> _WORK ITEM_: After locating the line that contains "Graceful shutdown timeout." in the data below, set down exactly that line and each one after it through the line that contains "init_tracing(&config.logging)", and nothing more.

> _MATERIAL PROVIDED_:
----

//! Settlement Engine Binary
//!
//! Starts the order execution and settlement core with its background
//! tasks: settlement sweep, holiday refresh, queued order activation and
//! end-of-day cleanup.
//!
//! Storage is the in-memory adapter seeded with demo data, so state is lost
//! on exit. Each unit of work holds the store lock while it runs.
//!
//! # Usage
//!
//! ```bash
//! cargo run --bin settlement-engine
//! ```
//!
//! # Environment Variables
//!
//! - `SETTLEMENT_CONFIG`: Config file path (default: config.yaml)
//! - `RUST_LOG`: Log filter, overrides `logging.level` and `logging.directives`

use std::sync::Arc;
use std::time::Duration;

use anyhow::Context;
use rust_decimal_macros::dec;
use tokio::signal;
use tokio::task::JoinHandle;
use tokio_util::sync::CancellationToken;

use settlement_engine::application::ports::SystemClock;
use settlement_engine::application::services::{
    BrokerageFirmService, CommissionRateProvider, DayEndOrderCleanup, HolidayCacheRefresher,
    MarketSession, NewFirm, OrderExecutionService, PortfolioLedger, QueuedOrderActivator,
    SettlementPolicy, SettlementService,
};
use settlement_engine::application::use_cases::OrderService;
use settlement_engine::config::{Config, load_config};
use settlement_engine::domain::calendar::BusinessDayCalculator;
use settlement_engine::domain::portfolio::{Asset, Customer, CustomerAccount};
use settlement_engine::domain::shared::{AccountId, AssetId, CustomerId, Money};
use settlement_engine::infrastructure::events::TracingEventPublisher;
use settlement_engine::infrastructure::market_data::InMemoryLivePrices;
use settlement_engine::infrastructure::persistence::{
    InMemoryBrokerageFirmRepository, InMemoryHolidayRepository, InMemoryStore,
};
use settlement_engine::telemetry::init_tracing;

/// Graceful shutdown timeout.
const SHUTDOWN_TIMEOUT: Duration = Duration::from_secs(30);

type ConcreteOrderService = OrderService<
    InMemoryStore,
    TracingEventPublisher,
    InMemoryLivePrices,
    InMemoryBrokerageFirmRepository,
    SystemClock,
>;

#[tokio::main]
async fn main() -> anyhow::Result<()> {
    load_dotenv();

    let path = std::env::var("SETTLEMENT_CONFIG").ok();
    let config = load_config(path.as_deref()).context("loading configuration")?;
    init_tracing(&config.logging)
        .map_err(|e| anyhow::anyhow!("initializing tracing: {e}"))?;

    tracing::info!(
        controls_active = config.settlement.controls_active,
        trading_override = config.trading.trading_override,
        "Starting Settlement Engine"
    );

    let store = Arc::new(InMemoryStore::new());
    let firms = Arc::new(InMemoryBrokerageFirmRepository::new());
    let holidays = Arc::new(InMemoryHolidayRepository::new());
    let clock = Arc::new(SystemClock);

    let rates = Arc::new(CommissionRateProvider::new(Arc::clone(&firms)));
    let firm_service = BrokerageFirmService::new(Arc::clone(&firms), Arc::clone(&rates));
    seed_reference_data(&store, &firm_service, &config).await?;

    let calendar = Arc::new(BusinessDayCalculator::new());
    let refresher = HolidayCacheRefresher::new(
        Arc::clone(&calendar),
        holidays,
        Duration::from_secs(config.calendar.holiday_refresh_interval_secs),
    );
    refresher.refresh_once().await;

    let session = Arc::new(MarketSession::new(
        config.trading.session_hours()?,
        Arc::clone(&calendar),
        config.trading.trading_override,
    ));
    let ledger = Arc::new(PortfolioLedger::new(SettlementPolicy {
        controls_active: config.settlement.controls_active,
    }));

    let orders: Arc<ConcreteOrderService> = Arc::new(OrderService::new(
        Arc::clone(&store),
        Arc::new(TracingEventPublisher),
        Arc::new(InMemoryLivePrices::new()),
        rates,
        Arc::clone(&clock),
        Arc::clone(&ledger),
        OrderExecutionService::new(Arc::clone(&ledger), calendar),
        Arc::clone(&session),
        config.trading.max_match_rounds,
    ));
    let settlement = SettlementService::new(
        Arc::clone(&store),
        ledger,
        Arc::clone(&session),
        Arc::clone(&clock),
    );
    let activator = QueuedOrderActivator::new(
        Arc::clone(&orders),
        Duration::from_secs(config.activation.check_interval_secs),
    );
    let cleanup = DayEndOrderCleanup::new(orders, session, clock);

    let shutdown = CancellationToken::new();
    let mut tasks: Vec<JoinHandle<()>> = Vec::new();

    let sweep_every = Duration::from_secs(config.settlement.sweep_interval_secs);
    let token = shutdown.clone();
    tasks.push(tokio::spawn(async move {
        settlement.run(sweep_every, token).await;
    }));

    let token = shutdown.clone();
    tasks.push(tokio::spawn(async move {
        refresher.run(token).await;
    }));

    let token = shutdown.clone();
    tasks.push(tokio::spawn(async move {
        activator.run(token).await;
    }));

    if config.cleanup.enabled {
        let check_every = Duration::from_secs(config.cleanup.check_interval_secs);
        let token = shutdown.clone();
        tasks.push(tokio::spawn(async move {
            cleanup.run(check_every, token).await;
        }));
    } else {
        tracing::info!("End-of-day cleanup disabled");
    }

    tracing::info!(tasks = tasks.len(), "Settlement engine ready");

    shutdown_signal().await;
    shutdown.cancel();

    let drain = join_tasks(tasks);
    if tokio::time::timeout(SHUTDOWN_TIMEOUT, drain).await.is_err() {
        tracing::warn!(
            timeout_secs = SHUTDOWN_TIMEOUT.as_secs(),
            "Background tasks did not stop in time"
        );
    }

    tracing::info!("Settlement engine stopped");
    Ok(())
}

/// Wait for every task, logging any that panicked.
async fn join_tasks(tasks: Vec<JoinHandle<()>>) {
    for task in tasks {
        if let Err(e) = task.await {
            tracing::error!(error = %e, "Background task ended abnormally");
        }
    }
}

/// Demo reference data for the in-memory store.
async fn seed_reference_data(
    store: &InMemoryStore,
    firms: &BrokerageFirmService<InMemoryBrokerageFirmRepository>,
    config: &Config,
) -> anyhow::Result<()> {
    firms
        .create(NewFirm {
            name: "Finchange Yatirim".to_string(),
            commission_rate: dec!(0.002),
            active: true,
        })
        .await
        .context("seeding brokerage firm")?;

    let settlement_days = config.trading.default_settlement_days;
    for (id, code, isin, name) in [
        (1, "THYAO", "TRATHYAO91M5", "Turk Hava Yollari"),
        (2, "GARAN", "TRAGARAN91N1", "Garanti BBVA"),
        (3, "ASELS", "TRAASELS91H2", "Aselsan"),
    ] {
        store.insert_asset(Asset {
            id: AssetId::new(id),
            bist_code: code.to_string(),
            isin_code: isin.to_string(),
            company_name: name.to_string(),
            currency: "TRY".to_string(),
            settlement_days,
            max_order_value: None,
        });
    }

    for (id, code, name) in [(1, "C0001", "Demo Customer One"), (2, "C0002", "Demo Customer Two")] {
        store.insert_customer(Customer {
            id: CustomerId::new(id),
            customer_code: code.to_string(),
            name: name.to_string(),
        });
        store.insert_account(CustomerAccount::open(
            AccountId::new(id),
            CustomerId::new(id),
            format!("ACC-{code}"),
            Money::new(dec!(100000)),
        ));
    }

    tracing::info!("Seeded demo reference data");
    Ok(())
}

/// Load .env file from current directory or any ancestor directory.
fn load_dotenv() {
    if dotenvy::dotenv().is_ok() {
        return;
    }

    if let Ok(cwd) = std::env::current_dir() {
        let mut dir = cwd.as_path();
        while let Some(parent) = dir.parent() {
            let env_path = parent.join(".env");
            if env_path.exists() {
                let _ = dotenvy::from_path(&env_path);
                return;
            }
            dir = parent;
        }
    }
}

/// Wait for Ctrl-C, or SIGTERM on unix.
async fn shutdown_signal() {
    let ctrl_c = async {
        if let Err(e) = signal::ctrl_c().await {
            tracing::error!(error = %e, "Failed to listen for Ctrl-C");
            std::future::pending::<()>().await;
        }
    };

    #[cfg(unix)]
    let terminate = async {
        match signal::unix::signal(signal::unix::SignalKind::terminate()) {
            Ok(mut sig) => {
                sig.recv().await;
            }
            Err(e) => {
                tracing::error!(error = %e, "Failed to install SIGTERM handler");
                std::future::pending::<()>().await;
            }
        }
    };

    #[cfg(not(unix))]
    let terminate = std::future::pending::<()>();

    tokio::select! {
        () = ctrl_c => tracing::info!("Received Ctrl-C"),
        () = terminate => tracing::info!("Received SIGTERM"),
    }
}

----

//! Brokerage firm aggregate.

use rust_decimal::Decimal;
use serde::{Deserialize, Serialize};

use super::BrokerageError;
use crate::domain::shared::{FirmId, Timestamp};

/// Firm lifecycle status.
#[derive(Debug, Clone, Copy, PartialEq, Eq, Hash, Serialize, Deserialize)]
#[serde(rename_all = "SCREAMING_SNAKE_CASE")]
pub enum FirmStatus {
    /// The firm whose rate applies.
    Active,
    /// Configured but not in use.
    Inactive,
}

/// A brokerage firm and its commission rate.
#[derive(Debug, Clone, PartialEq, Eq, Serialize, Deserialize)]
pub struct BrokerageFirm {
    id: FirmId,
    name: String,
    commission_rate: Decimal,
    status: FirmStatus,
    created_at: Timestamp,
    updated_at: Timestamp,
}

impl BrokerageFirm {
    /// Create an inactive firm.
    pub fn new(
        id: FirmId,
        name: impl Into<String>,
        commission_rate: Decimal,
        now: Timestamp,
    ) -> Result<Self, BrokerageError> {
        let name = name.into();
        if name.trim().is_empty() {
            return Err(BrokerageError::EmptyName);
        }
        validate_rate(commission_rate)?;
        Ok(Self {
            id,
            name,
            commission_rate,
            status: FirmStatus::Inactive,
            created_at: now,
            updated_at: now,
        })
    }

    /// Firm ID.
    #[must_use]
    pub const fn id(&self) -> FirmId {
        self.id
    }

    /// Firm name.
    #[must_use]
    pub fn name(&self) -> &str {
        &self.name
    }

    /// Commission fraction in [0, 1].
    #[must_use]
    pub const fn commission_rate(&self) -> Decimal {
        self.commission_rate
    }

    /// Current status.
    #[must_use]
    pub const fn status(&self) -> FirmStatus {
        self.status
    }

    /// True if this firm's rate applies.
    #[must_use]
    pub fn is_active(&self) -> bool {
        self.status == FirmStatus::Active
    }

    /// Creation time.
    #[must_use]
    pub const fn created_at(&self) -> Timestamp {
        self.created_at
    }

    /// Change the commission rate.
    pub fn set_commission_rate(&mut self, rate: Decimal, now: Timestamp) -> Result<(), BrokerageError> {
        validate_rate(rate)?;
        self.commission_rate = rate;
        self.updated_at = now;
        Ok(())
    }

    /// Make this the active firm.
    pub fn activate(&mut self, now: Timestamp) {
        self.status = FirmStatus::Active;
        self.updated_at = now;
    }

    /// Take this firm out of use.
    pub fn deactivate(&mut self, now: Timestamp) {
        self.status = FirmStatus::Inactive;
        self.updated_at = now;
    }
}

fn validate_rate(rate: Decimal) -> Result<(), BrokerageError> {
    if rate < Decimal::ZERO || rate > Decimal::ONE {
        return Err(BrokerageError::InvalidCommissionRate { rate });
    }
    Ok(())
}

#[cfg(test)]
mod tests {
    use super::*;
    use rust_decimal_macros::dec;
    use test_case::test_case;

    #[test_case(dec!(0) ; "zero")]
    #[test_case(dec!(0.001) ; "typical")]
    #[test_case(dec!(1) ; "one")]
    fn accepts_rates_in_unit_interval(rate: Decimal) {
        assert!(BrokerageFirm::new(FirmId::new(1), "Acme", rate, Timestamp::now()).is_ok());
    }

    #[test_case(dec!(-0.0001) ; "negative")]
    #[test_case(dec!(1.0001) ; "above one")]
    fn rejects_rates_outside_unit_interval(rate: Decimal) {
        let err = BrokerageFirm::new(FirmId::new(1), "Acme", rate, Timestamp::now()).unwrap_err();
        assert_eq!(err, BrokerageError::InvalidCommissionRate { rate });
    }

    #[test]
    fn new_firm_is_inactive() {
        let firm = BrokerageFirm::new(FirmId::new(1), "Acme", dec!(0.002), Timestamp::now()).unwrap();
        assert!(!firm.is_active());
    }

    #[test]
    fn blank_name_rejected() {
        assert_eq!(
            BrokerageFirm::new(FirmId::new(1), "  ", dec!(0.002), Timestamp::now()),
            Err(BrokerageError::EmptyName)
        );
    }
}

----

> _RESPONSE TO THIS EXERCISE_:
/// Graceful shutdown timeout.
const SHUTDOWN_TIMEOUT: Duration = Duration::from_secs(30);

type ConcreteOrderService = OrderService<
    InMemoryStore,
    TracingEventPublisher,
    InMemoryLivePrices,
    InMemoryBrokerageFirmRepository,
    SystemClock,
>;

#[tokio::main]
async fn main() -> anyhow::Result<()> {
    load_dotenv();

    let path = std::env::var("SETTLEMENT_CONFIG").ok();
    let config = load_config(path.as_deref()).context("loading configuration")?;
    init_tracing(&config.logging)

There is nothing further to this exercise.